Country Stories

Delivering childhood cancer care in fragile and conflict settings: best practices from the occupied Palestine territory

occupied Palestinian territory, including east Jerusalem

World Health Organization | 15 Jun 2023

"I remember talking to a mother, whose child had cancer, who told me that after many months she was finally able to sleep through the night because her child was now receiving morphine at the hospital and had stopped screaming in pain,” recalls Dr Salwa Massad, a Research Manager for the WHO Palestinian National Institute of Public Health – occupied Palestine territory.

Salwa touches upon the dire shortage of cancer and palliative medicines, for children with cancer living in the Gaza Strip. Years of conflict and the ongoing siege of the Gaza Strip since 2012 has exacerbated gaps in childhood cancer service delivery, created shortages in cancer medicines, and delayed access to life-saving services such as radiotherapy for children living with cancer.
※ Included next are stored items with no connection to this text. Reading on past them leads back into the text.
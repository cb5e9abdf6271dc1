//! Client struct definition
//!
//! The server-side handle of one connection: its participant ID and the
//! channel feeding its WebSocket write task.

use tokio::sync::mpsc;
use tokio::sync::mpsc::error::TrySendError;

use crate::error::SendError;
use crate::message::ServerMessage;
use crate::types::ParticipantId;

/// Connected client
#[derive(Debug, Clone)]
pub struct Client {
    /// Unique identifier for this client
    pub id: ParticipantId,
    /// Server → Client message channel
    sender: mpsc::Sender<ServerMessage>,
}

impl Client {
    /// Create a new client with the given ID and sender channel
    pub fn new(id: ParticipantId, sender: mpsc::Sender<ServerMessage>) -> Self {
        Self { id, sender }
    }

    /// Queue a message for this client without waiting
    ///
    /// Fails if the channel is closed (client disconnected) or full (client
    /// not keeping up). Either way the message is dropped.
    pub fn send(&self, msg: ServerMessage) -> Result<(), SendError> {
        self.sender.try_send(msg).map_err(|e| match e {
            TrySendError::Full(_) => SendError::ChannelFull,
            TrySendError::Closed(_) => SendError::ChannelClosed,
        })
    }
}

#[cfg(test)]
mod tests {
    use super::*;

    #[tokio::test]
    async fn test_client_send() {
        let (tx, mut rx) = mpsc::channel(32);
        let client = Client::new(ParticipantId::new(), tx);

        client.send(ServerMessage::ChatCleared).unwrap();
        assert_eq!(rx.recv().await, Some(ServerMessage::ChatCleared));
    }

    #[tokio::test]
    async fn test_client_send_full() {
        let (tx, _rx) = mpsc::channel(1);
        let client = Client::new(ParticipantId::new(), tx);

        client.send(ServerMessage::ChatCleared).unwrap();
        assert!(matches!(
            client.send(ServerMessage::ChatCleared),
            Err(SendError::ChannelFull)
        ));
    }

    #[tokio::test]
    async fn test_client_send_closed() {
        let (tx, rx) = mpsc::channel(32);
        let client = Client::new(ParticipantId::new(), tx);
        drop(rx);

        assert!(matches!(
            client.send(ServerMessage::ChatCleared),
            Err(SendError::ChannelClosed)
        ));
    }
}
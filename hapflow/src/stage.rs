//! Stage specifications and outcomes.
//!
//! A stage is a declared unit of work: required input artifacts, declared
//! output artifacts, and the external command that produces the latter
//! from the former. Stages hold no state between invocations; re-running
//! a stage whose outputs already exist is a no-op.

use crate::artifact::Artifact;
use crate::errors::{HapflowError, Result};
use crate::tools::ToolCommand;
use serde::Serialize;
use std::collections::HashSet;
use std::path::PathBuf;

/// Specification for a single stage.
#[derive(Debug, Clone)]
pub struct StageSpec {
    /// The unique name of the stage.
    pub name: String,
    /// The external command to run.
    pub command: ToolCommand,
    /// Artifacts that must be present before the command runs.
    pub inputs: Vec<Artifact>,
    /// Artifacts the command produces; their presence skips the stage.
    pub outputs: Vec<Artifact>,
    /// Names of stages this stage depends on (graph execution only).
    pub dependencies: HashSet<String>,
}

impl StageSpec {
    /// Creates a new stage specification.
    #[must_use]
    pub fn new(name: impl Into<String>, command: ToolCommand) -> Self {
        Self {
            name: name.into(),
            command,
            inputs: Vec::new(),
            outputs: Vec::new(),
            dependencies: HashSet::new(),
        }
    }

    /// Adds a required input artifact.
    #[must_use]
    pub fn with_input(mut self, input: Artifact) -> Self {
        self.inputs.push(input);
        self
    }

    /// Adds a declared output artifact.
    #[must_use]
    pub fn with_output(mut self, output: Artifact) -> Self {
        self.outputs.push(output);
        self
    }

    /// Adds a dependency edge.
    #[must_use]
    pub fn with_dependency(mut self, dep: impl Into<String>) -> Self {
        self.dependencies.insert(dep.into());
        self
    }

    /// Validates the specification.
    ///
    /// # Errors
    ///
    /// Returns an error if the stage depends on itself or declares no
    /// outputs.
    pub fn validate(&self) -> Result<()> {
        if self.dependencies.contains(&self.name) {
            return Err(HapflowError::Graph(format!(
                "stage '{}' cannot depend on itself",
                self.name
            )));
        }
        if self.outputs.is_empty() {
            return Err(HapflowError::Graph(format!(
                "stage '{}' declares no outputs",
                self.name
            )));
        }
        Ok(())
    }

    /// True when every declared output is already present on disk.
    #[must_use]
    pub fn outputs_present(&self) -> bool {
        !self.outputs.is_empty() && self.outputs.iter().all(Artifact::is_present)
    }

    /// The first missing input path, if any.
    #[must_use]
    pub fn first_missing_input(&self) -> Option<PathBuf> {
        self.inputs.iter().find_map(Artifact::first_missing)
    }
}

/// How a stage reached completion.
#[derive(Debug, Clone, Copy, PartialEq, Eq, Serialize)]
#[serde(rename_all = "snake_case")]
pub enum StageStatus {
    /// The external command was run to completion.
    Ran,
    /// All declared outputs were already present; nothing was run.
    Reused,
}

/// The outcome of one stage, as seen by the driver.
#[derive(Debug, Clone, Serialize)]
pub struct StageOutcome {
    /// The stage's name.
    pub stage: String,
    /// Whether the command ran or the outputs were reused.
    pub status: StageStatus,
    /// Wall-clock duration in milliseconds (zero when reused).
    pub duration_ms: f64,
}

impl StageOutcome {
    /// Outcome for a stage that ran its command.
    #[must_use]
    pub fn ran(stage: impl Into<String>, duration_ms: f64) -> Self {
        Self {
            stage: stage.into(),
            status: StageStatus::Ran,
            duration_ms,
        }
    }

    /// Outcome for a stage skipped by the caching gate.
    #[must_use]
    pub fn reused(stage: impl Into<String>) -> Self {
        Self {
            stage: stage.into(),
            status: StageStatus::Reused,
            duration_ms: 0.0,
        }
    }

    /// True when the caching gate skipped execution.
    #[must_use]
    pub fn is_reused(&self) -> bool {
        self.status == StageStatus::Reused
    }
}
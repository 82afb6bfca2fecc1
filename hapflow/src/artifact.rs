//! Filesystem-backed artifacts and the naming scheme that keys the cache.
//!
//! An artifact is a named file on disk, optionally paired with a companion
//! index that must exist before the artifact counts as present. Presence is
//! the caching key: a stage whose declared outputs are all present is
//! skipped. Naming embeds the round marker and haplotype label so that
//! resumption is unambiguous and the two haplotype branches never write to
//! the same path.

use serde::Serialize;
use std::fmt;
use std::path::{Path, PathBuf};

/// Appends an extra extension to a path (`reads.bam` -> `reads.bam.bai`).
fn with_companion_ext(path: &Path, ext: &str) -> PathBuf {
    let mut name = path.as_os_str().to_os_string();
    name.push(".");
    name.push(ext);
    PathBuf::from(name)
}

/// Companion positional index of an alignment file.
#[must_use]
pub fn bai(path: &Path) -> PathBuf {
    with_companion_ext(path, "bai")
}

/// Companion sequence index of a reference file.
#[must_use]
pub fn fai(path: &Path) -> PathBuf {
    with_companion_ext(path, "fai")
}

/// Companion index of a compressed variant call file.
#[must_use]
pub fn tbi(path: &Path) -> PathBuf {
    with_companion_ext(path, "tbi")
}

/// A named file on disk plus its implicit index requirement.
///
/// Identity is the path. Once present, an artifact is treated as immutable
/// and reusable for the remainder of the run.
#[derive(Debug, Clone, PartialEq, Eq, Serialize)]
pub struct Artifact {
    /// The artifact's path.
    pub path: PathBuf,
    /// Companion index that must accompany the file, if any.
    pub index: Option<PathBuf>,
}

impl Artifact {
    /// An artifact with no companion index.
    #[must_use]
    pub fn file(path: impl Into<PathBuf>) -> Self {
        Self {
            path: path.into(),
            index: None,
        }
    }

    /// An alignment artifact; requires its positional index.
    #[must_use]
    pub fn alignment(path: impl Into<PathBuf>) -> Self {
        let path = path.into();
        let index = Some(bai(&path));
        Self { path, index }
    }

    /// A reference sequence artifact; requires its sequence index.
    #[must_use]
    pub fn reference(path: impl Into<PathBuf>) -> Self {
        let path = path.into();
        let index = Some(fai(&path));
        Self { path, index }
    }

    /// A compressed variant call artifact; requires its index.
    #[must_use]
    pub fn indexed_calls(path: impl Into<PathBuf>) -> Self {
        let path = path.into();
        let index = Some(tbi(&path));
        Self { path, index }
    }

    /// True when the file and its companion index (if required) both exist.
    #[must_use]
    pub fn is_present(&self) -> bool {
        self.first_missing().is_none()
    }

    /// The first path that prevents this artifact from being present.
    #[must_use]
    pub fn first_missing(&self) -> Option<PathBuf> {
        if !self.path.exists() {
            return Some(self.path.clone());
        }
        match &self.index {
            Some(index) if !index.exists() => Some(index.clone()),
            _ => None,
        }
    }
}

impl fmt::Display for Artifact {
    fn fmt(&self, f: &mut fmt::Formatter<'_>) -> fmt::Result {
        write!(f, "{}", self.path.display())
    }
}

/// One of the two haplotypes of a diploid sample.
///
/// Parameterizes the round-1 stages and their artifact names. The two
/// branches are siblings: same read-only inputs, disjoint outputs.
#[derive(Debug, Clone, Copy, PartialEq, Eq, Hash, Serialize)]
pub enum HaplotypeLabel {
    /// Haplotype 1.
    Hap1,
    /// Haplotype 2.
    Hap2,
}

impl HaplotypeLabel {
    /// Both haplotypes, in label order.
    pub const BOTH: [Self; 2] = [Self::Hap1, Self::Hap2];

    /// The value carried by the haplotype read tag.
    #[must_use]
    pub fn tag_value(self) -> &'static str {
        match self {
            Self::Hap1 => "1",
            Self::Hap2 => "2",
        }
    }
}

impl fmt::Display for HaplotypeLabel {
    fn fmt(&self, f: &mut fmt::Formatter<'_>) -> fmt::Result {
        write!(f, "{}", self.tag_value())
    }
}

/// The single source of every artifact path a run can produce.
///
/// Intermediate names follow `round_<round>_hap_<label>_<kind>.<ext>`;
/// the mixed round-0 pass uses the label `mixed`.
#[derive(Debug, Clone, Serialize)]
pub struct RunPaths {
    out_dir: PathBuf,
}

impl RunPaths {
    /// Creates the path scheme rooted at the output directory.
    #[must_use]
    pub fn new(out_dir: impl Into<PathBuf>) -> Self {
        Self {
            out_dir: out_dir.into(),
        }
    }

    /// The output directory itself.
    #[must_use]
    pub fn out_dir(&self) -> &Path {
        &self.out_dir
    }

    fn join(&self, name: &str) -> PathBuf {
        self.out_dir.join(name)
    }

    /// Region-clipped copy of the input alignment.
    #[must_use]
    pub fn region_alignment(&self) -> PathBuf {
        self.join("input_region.bam")
    }

    /// Round-0 consensus probabilities over the mixed sample.
    #[must_use]
    pub fn round0_probs(&self) -> PathBuf {
        self.join("round_0_hap_mixed_probs.hdf")
    }

    /// Round-0 unphased SNP call set.
    #[must_use]
    pub fn round0_unphased(&self) -> PathBuf {
        self.join("round_0_hap_mixed_unphased.vcf")
    }

    /// Round-0 phased call set.
    #[must_use]
    pub fn round0_phased(&self) -> PathBuf {
        self.join("round_0_hap_mixed_phased.vcf")
    }

    /// Compressed round-0 phased call set.
    #[must_use]
    pub fn round0_phased_gz(&self) -> PathBuf {
        self.join("round_0_hap_mixed_phased.vcf.gz")
    }

    /// Haplotag-annotated alignment.
    #[must_use]
    pub fn round0_tagged(&self) -> PathBuf {
        self.join("round_0_hap_mixed_tagged.bam")
    }

    /// Haplotag-annotated alignment with the replacement read group.
    #[must_use]
    pub fn round0_tagged_rg(&self) -> PathBuf {
        self.join("round_0_hap_mixed_tagged_rg.bam")
    }

    /// Round-1 consensus probabilities for one haplotype.
    #[must_use]
    pub fn round1_probs(&self, hap: HaplotypeLabel) -> PathBuf {
        self.join(&format!("round_1_hap_{hap}_probs.hdf"))
    }

    /// Round-1 haploid call set for one haplotype.
    #[must_use]
    pub fn round1_calls(&self, hap: HaplotypeLabel) -> PathBuf {
        self.join(&format!("round_1_hap_{hap}_calls.vcf"))
    }

    /// Diploid merge of the two haploid call sets.
    #[must_use]
    pub fn merged(&self) -> PathBuf {
        self.join("round_1_merged.vcf")
    }

    /// Merged call set with provenance header and sample name applied.
    #[must_use]
    pub fn annotated(&self) -> PathBuf {
        self.join("round_1_annotated.vcf")
    }

    /// Quality-filtered call set.
    #[must_use]
    pub fn filtered(&self) -> PathBuf {
        self.join("round_1_filtered.vcf")
    }

    /// Terminal artifact when phased output was requested.
    #[must_use]
    pub fn final_phased(&self) -> PathBuf {
        self.join("round_1_phased.vcf")
    }

    /// Terminal artifact in the canonical unphased schema.
    #[must_use]
    pub fn final_unphased(&self) -> PathBuf {
        self.join("round_1_unphased.vcf")
    }
}

#[cfg(test)]
mod tests {
    use super::*;
    use std::fs;

    #[test]
    fn companion_extensions_append() {
        assert_eq!(
            bai(Path::new("/out/reads.bam")),
            PathBuf::from("/out/reads.bam.bai")
        );
        assert_eq!(
            fai(Path::new("/data/ref.fasta")),
            PathBuf::from("/data/ref.fasta.fai")
        );
        assert_eq!(
            tbi(Path::new("/out/calls.vcf.gz")),
            PathBuf::from("/out/calls.vcf.gz.tbi")
        );
    }

    #[test]
    fn plain_file_presence() {
        let dir = tempfile::tempdir().unwrap();
        let path = dir.path().join("probs.hdf");
        let artifact = Artifact::file(&path);

        assert!(!artifact.is_present());
        assert_eq!(artifact.first_missing(), Some(path.clone()));

        fs::write(&path, b"x").unwrap();
        assert!(artifact.is_present());
    }

    #[test]
    fn alignment_requires_index() {
        let dir = tempfile::tempdir().unwrap();
        let bam = dir.path().join("reads.bam");
        fs::write(&bam, b"x").unwrap();

        let artifact = Artifact::alignment(&bam);
        assert!(!artifact.is_present());
        assert_eq!(artifact.first_missing(), Some(bai(&bam)));

        fs::write(bai(&bam), b"x").unwrap();
        assert!(artifact.is_present());
    }

    #[test]
    fn naming_scheme_embeds_round_and_haplotype() {
        let paths = RunPaths::new("/out");
        assert_eq!(
            paths.round0_unphased(),
            PathBuf::from("/out/round_0_hap_mixed_unphased.vcf")
        );
        assert_eq!(
            paths.round1_probs(HaplotypeLabel::Hap1),
            PathBuf::from("/out/round_1_hap_1_probs.hdf")
        );
        assert_eq!(
            paths.round1_calls(HaplotypeLabel::Hap2),
            PathBuf::from("/out/round_1_hap_2_calls.vcf")
        );
    }

    #[test]
    fn haplotype_branches_write_disjoint_paths() {
        let paths = RunPaths::new("/out");
        assert_ne!(
            paths.round1_probs(HaplotypeLabel::Hap1),
            paths.round1_probs(HaplotypeLabel::Hap2)
        );
        assert_ne!(
            paths.round1_calls(HaplotypeLabel::Hap1),
            paths.round1_calls(HaplotypeLabel::Hap2)
        );
    }
}
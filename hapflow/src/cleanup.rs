//! Post-terminal deletion of intermediate artifacts.

use crate::errors::Result;
use std::fs;
use std::path::Path;

/// Extension classes that identify intermediates: probability files,
/// alignment files and their indexes, compressed/indexed call sets.
const INTERMEDIATE_SUFFIXES: [&str; 5] = [".hdf", ".bam", ".bam.bai", ".vcf.gz", ".vcf.gz.tbi"];

/// Deletes intermediate artifacts from the output directory.
///
/// Runs only after the pipeline outcome is final and never deletes the
/// final artifact. Returns the number of files removed.
///
/// # Errors
///
/// Fails on IO errors while listing or removing files.
pub fn remove_intermediates(out_dir: &Path, final_artifact: &Path) -> Result<usize> {
    let mut removed = 0;
    for entry in fs::read_dir(out_dir)? {
        let entry = entry?;
        let path = entry.path();
        if !entry.file_type()?.is_file() || path == final_artifact {
            continue;
        }
        let name = entry.file_name().to_string_lossy().into_owned();
        if INTERMEDIATE_SUFFIXES.iter().any(|s| name.ends_with(s)) {
            tracing::debug!(path = %path.display(), "removing intermediate");
            fs::remove_file(&path)?;
            removed += 1;
        }
    }
    tracing::info!(removed, "cleanup complete");
    Ok(removed)
}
In 2021–2022, Salwa, Khalid Abu Saman and the team conducted an assessment of structural barriers to paediatric cancer services in Gaza in partnership with the Ministry of Health (MoH) and WHO. A key early strategy was to involve the MoH closely in the design and roll-out of the survey so as to secure Government buy-in for suggested interventions thereafter. Another strategy was to involve multiple stakeholders in the qualitative study including parents of children with cancer, oncologists, nurses, social workers in oncology hospitals in Gaza and in referral hospitals in the West Bank, MoH focal points, and pharmacists – to gain a better understanding of the scope of the problem and design long-term solutions.